■ **What you will do**
Where a line of the material includes the string "header", copy that line.

■ **Provided material**
<<<<

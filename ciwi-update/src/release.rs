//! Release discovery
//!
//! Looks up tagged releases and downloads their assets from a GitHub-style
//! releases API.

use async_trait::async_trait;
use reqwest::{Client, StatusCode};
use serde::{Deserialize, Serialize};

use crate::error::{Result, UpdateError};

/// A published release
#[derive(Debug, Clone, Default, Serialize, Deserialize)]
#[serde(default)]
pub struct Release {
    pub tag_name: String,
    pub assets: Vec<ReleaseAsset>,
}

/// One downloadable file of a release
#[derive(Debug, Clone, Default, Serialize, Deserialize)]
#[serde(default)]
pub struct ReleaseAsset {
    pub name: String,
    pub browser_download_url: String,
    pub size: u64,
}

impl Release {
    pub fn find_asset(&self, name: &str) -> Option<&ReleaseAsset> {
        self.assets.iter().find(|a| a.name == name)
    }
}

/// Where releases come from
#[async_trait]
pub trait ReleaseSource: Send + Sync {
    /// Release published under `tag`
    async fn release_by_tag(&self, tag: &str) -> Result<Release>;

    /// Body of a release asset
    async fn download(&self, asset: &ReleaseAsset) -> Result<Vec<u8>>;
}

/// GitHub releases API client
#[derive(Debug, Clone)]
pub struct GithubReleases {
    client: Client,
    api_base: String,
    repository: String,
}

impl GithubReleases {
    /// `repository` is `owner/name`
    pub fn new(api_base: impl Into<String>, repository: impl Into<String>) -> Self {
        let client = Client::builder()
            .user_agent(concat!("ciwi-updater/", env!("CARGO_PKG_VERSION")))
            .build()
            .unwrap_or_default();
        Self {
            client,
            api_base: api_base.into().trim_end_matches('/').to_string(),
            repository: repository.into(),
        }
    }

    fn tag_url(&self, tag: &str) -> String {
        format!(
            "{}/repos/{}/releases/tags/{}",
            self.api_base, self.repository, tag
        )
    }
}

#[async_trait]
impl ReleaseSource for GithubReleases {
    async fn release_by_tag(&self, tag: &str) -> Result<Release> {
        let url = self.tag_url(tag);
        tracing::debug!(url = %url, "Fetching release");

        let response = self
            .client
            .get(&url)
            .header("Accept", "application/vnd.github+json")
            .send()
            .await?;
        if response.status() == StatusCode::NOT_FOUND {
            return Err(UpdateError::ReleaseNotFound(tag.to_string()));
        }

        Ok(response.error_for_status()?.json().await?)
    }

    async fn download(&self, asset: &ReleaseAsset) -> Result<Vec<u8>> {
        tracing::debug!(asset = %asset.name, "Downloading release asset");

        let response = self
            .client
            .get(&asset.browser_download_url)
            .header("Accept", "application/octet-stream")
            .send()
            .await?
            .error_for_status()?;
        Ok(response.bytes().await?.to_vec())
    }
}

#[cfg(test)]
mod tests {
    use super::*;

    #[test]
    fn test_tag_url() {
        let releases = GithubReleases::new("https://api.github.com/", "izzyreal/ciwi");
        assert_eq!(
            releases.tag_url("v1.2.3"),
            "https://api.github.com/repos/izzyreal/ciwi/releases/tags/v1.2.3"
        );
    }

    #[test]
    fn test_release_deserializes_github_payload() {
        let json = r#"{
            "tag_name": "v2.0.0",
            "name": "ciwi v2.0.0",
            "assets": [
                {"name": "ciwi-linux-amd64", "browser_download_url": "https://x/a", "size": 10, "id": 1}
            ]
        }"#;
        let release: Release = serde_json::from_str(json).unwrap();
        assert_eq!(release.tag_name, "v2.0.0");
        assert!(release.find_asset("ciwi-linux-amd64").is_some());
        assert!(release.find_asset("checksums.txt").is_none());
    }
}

>>>>
<<<<

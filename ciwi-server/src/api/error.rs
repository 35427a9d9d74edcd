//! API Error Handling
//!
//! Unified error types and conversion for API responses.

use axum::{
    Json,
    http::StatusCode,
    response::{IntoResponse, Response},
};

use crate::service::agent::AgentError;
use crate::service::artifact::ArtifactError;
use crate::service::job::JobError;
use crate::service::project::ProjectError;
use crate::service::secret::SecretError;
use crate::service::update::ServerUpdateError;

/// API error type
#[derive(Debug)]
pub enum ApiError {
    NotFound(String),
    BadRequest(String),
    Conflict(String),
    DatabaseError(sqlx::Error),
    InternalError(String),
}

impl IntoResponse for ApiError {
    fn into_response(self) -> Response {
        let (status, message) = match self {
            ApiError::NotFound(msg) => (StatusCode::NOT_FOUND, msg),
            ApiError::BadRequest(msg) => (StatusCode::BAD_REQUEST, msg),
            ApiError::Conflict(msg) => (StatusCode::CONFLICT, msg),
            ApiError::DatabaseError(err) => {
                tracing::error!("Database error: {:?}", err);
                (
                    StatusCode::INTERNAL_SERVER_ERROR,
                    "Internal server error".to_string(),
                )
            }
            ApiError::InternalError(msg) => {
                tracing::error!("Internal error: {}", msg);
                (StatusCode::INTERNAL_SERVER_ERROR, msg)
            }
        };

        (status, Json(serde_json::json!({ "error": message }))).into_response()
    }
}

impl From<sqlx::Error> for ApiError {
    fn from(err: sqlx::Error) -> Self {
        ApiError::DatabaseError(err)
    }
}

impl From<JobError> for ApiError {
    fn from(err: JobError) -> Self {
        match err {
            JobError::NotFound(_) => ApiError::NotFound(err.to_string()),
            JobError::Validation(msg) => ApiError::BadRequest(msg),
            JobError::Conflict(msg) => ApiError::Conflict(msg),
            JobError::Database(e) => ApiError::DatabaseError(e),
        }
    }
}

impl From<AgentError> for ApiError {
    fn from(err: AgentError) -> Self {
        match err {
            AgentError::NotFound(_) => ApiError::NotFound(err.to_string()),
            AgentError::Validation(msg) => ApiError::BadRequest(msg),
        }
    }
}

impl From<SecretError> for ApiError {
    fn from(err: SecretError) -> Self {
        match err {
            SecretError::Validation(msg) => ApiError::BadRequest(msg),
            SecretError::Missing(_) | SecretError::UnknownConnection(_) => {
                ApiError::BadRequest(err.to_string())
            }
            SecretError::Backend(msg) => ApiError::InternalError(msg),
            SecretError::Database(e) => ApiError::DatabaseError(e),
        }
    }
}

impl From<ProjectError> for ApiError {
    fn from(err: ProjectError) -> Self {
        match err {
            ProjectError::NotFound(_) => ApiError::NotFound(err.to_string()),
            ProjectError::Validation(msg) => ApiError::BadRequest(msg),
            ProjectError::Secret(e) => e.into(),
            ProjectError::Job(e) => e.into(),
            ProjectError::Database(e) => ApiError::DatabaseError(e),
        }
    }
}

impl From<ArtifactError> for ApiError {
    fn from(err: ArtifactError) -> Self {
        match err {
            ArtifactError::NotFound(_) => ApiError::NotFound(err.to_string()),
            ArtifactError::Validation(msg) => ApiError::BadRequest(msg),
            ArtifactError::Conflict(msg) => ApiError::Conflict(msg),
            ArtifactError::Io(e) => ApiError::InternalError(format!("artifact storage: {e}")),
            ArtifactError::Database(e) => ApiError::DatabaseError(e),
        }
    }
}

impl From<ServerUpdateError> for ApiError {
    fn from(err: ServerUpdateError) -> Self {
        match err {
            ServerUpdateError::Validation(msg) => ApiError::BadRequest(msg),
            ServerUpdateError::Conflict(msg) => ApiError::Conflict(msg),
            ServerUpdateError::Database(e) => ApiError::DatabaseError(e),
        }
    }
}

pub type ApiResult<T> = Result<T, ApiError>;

>>>>

■ **Written response**
            .header("Accept", "application/vnd.github+json")
            .header("Accept", "application/octet-stream")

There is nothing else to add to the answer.